Updated: 23/11/2024
‘Debating Nature’s Value’ is a new network – launched on November 1st – designed to promote discussion about the idea of “natural capital” and the various problems that arise from using that concept. [1]
It is always easy to imagine the debate about an issue in one’s own country reflects the state of the debate internationally. Here in the UK, it is clear that the concept of “natural capital” holds a dominant position in any debate about nature’s value and the implications for policy. This reflects the general current dominance of the language of market economics.
However, internationally the situation is rather different. “Natural capital” is recognised as an important idea but the legitimacy of other ideas is recognised too.
The most important international governmental body in the field of biodiversity is IPBES – the Intergovernmental science-policy Platform on Biodiversity and Ecosystem Services – otherwise known as the “IPCC for biodiversity”. It is the body that integrates and channels information from scientists around the world to representatives of governments. Rather than having to deal with an ever-expanding swirl of journal articles, the point of IPBES is to present to government policy-makers (as near as it is possible to be) an authoritative summary of the current state of the relevant science of extinctions and ecosystems.
At its conference in 2013, IPBES adopted a “Conceptual Framework” to guide its work. The term “natural capital” is not even mentioned in the document (“intrinsic” value is mentioned twice). Instead what we have is a pluralistic approach based principally not on economics but on science, and not on science on its own but including other worldviews. Referring to its central diagram, the Framework says it: “demonstrates the main elements and relationships for the conservation and sustainable use of biodiversity and ecosystem services, human wellbeing and sustainable development. Similar conceptualizations in other knowledge systems include “living in harmony with nature” and “Mother Earth”, among others… text in green denotes the concepts of science; and text in blue denotes those of other knowledge systems.” [2]

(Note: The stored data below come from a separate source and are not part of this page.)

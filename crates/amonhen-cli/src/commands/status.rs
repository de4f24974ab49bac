//! `amonhen status` — item/cluster counts, total cost, per-source health
//!
//! Ported from `cli.py::status`.

use amonhen_config::Settings;
use amonhen_store::MetaStore;
use amonhen_vectorindex::VectorIndex;
use anyhow::Result;
use clap::Args;

#[derive(Debug, Args)]
pub struct StatusArgs {}

pub fn execute(_args: StatusArgs, settings: &Settings) -> Result<()> {
    let store = MetaStore::open(&settings.sqlite_path)?;
    let vectors = VectorIndex::open(&settings.vector_index_path)?;

    let item_count = store.get_item_count()?;
    let cluster_count = store.get_cluster_count()?;
    let total_cost = store.total_cost_usd()?;
    let vector_info = vectors.collection_info();

    println!("Items:    {item_count}");
    println!("Clusters: {cluster_count}");
    println!("Vectors:  {}", vector_info.points_count);
    println!("Total cost: ${total_cost:.4}");
    println!();

    let statuses = store.get_all_source_health()?;
    if statuses.is_empty() {
        println!("No source status recorded yet.");
        return Ok(());
    }

    println!("Source Health:");
    for s in statuses {
        let status_str = if s.error_count == 0 {
            "OK".to_string()
        } else {
            format!("ERR({})", s.error_count)
        };
        let last = s
            .last_fetch_at
            .map(|dt| dt.format("%Y-%m-%d %H:%M").to_string())
            .unwrap_or_else(|| "never".to_string());
        println!(
            "  {:<25} {:<10} last={}  items={}",
            s.source_name, status_str, last, s.items_fetched
        );
    }

    Ok(())
}
use chrono::{DateTime, Utc};
use serde::{Deserialize, Serialize};
use std::collections::HashMap;

use super::enums::{EntityRole, EntityType, SourceFamily};
use super::metadata::Metadata;

/// A single entity extracted from an item's content by the LLM
#[derive(Debug, Clone, PartialEq, Serialize, Deserialize)]
pub struct Entity {
    pub name: String,
    #[serde(rename = "type")]
    pub kind: EntityType,
    pub role: EntityRole,
    #[serde(default)]
    pub aliases: Vec<String>,
}

/// Raw item as produced by a fetch adapter, before enrichment
///
/// Never persisted in this form — promoted to [`EnrichedItem`] or dropped.
#[derive(Debug, Clone, PartialEq, Serialize, Deserialize)]
pub struct RawItem {
    pub id: String,
    pub source_family: SourceFamily,
    pub source_name: String,
    /// Canonical URL — the dedup key
    pub canonical_url: String,
    pub title: Option<String>,
    pub content_text: String,
    pub author: Option<String>,
    pub published_at: DateTime<Utc>,
    pub ingested_at: DateTime<Utc>,
    #[serde(default = "default_language")]
    pub language: String,
    #[serde(default)]
    pub source_metadata: Metadata,
}

fn default_language() -> String {
    "en".to_string()
}

impl RawItem {
    pub fn new(
        source_family: SourceFamily,
        source_name: impl Into<String>,
        canonical_url: impl Into<String>,
        content_text: impl Into<String>,
        published_at: DateTime<Utc>,
    ) -> Self {
        Self {
            id: uuid::Uuid::new_v4().to_string(),
            source_family,
            source_name: source_name.into(),
            canonical_url: canonical_url.into(),
            title: None,
            content_text: content_text.into(),
            author: None,
            published_at,
            ingested_at: Utc::now(),
            language: default_language(),
            source_metadata: Metadata::new(),
        }
    }
}

/// Pure LLM parse result for a single item — the "intelligence signal"
#[derive(Debug, Clone, PartialEq, Serialize, Deserialize)]
pub struct EnrichmentResult {
    pub summary: String,
    pub entities: Vec<Entity>,
    pub claims: Vec<String>,
    pub framing: String,
    /// Always in [-1.0, 1.0] post-clamp
    pub sentiment: f64,
    pub topic_tags: Vec<String>,
}

/// RawItem identity + EnrichmentResult + embedding/cost/cluster metadata,
/// persisted in the MetaStore
#[derive(Debug, Clone, PartialEq, Serialize, Deserialize)]
pub struct EnrichedItem {
    pub id: String,
    pub source_family: SourceFamily,
    pub source_name: String,
    pub canonical_url: String,
    pub title: Option<String>,
    pub published_at: DateTime<Utc>,
    pub ingested_at: DateTime<Utc>,
    pub language: String,

    pub summary: String,
    pub entities: Vec<Entity>,
    pub claims: Vec<String>,
    pub framing: String,
    pub sentiment: f64,
    pub topic_tags: Vec<String>,

    /// Equal to `id`
    pub embedding_id: String,
    pub embedding_model: String,

    pub cluster_id: Option<String>,
    pub cluster_label: Option<String>,

    pub enrichment_model: String,
    pub enrichment_cost_usd: f64,

    pub archived: bool,
}

impl EnrichedItem {
    /// Build the embedding input for the vector payload (see §6 of the spec)
    pub fn vector_payload(&self) -> HashMap<String, serde_json::Value> {
        let mut map = HashMap::new();
        map.insert(
            "source_type".to_string(),
            serde_json::Value::String(self.source_family.as_str().to_string()),
        );
        map.insert(
            "source_name".to_string(),
            serde_json::Value::String(self.source_name.clone()),
        );
        map.insert(
            "published_at".to_string(),
            serde_json::Value::String(self.published_at.to_rfc3339()),
        );
        map.insert(
            "title".to_string(),
            serde_json::Value::String(self.title.clone().unwrap_or_default()),
        );
        map.insert(
            "summary".to_string(),
            serde_json::Value::String(self.summary.clone()),
        );
        map
    }
}
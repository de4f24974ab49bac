pub mod cluster;
pub mod enums;
pub mod item;
pub mod metadata;
pub mod ops;

pub use cluster::{ClusterMembership, NarrativeCluster, SentimentDistribution};
pub use enums::{ClusterStatus, EntityRole, EntityType, SourceFamily};
pub use item::{EnrichedItem, Entity, EnrichmentResult, RawItem};
pub use metadata::Metadata;
pub use ops::{CostLogEntry, DailyDigest, SourceHealth};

The following year, a progress report on the implementation of the IPBES work programme noted the existence of an IPBES “task force on indigenous and local knowledge systems”. [3] Again, “natural capital” isn’t mentioned as featuring in the Platform’s work. The language of the document makes clear, however, that its inclusiveness is directed principally towards indigenous knowledge rather than approaches from other religious, philosophical or political standpoints.
The IPBES work programme, covering the period 2014-18, includes “Deliverable 3(d)”. This is summarised as follows: “The assessment of tools and methodologies regarding multiple values of biodiversity to human societies is important for guiding the use of such methodologies in all IPBES work. Different valuation methodologies will be evaluated according to different visions, approaches and knowledge systems, and their policy relevance based on the diverse conceptualization of values of biodiversity and nature’s benefits to people …” [4]
Again, this is a very clear signal of a pluralistic approach. It is difficult to see how anything else would be feasible in a global international body, and particularly in a world where the local inhabitants of many of the areas where biodiversity is under the most extreme pressure have a deep understanding of the natural world but not in a way which is conceptualised in terms of either Western biological science or economics.
It is easy in a country like the UK to imagine that science and economics command the whole debate about nature’s value. But step back and look at the bigger picture internationally, and it all looks rather different.
This Author
Victor Anderson is Visiting Professor at the Global Sustainability Institute, Anglia Ruskin University, UK. He is the author of Alternative Economic Indicators and worked as an economist for the UK Sustainable Development Commission.
Victor.anderson@anglia.ac.uk
[1] The aims of the Network were set out in my previous Ecologist blog:
http://www.theecologist.org/blogs_and_comments/Blogs/2987917/nature_vs_natural_capital.html
[2] Decision IPBES-2/4: ‘Conceptual framework for the Intergovernmental Science-Policy Platform on Biodiversity and Ecosystem Services’, Para B1.5
[3] Decision IPBES-4/1: progress report on ‘Work programme of the Platform’, Para II.3.
[4] IPBES Work Programme: Deliverable 3(d).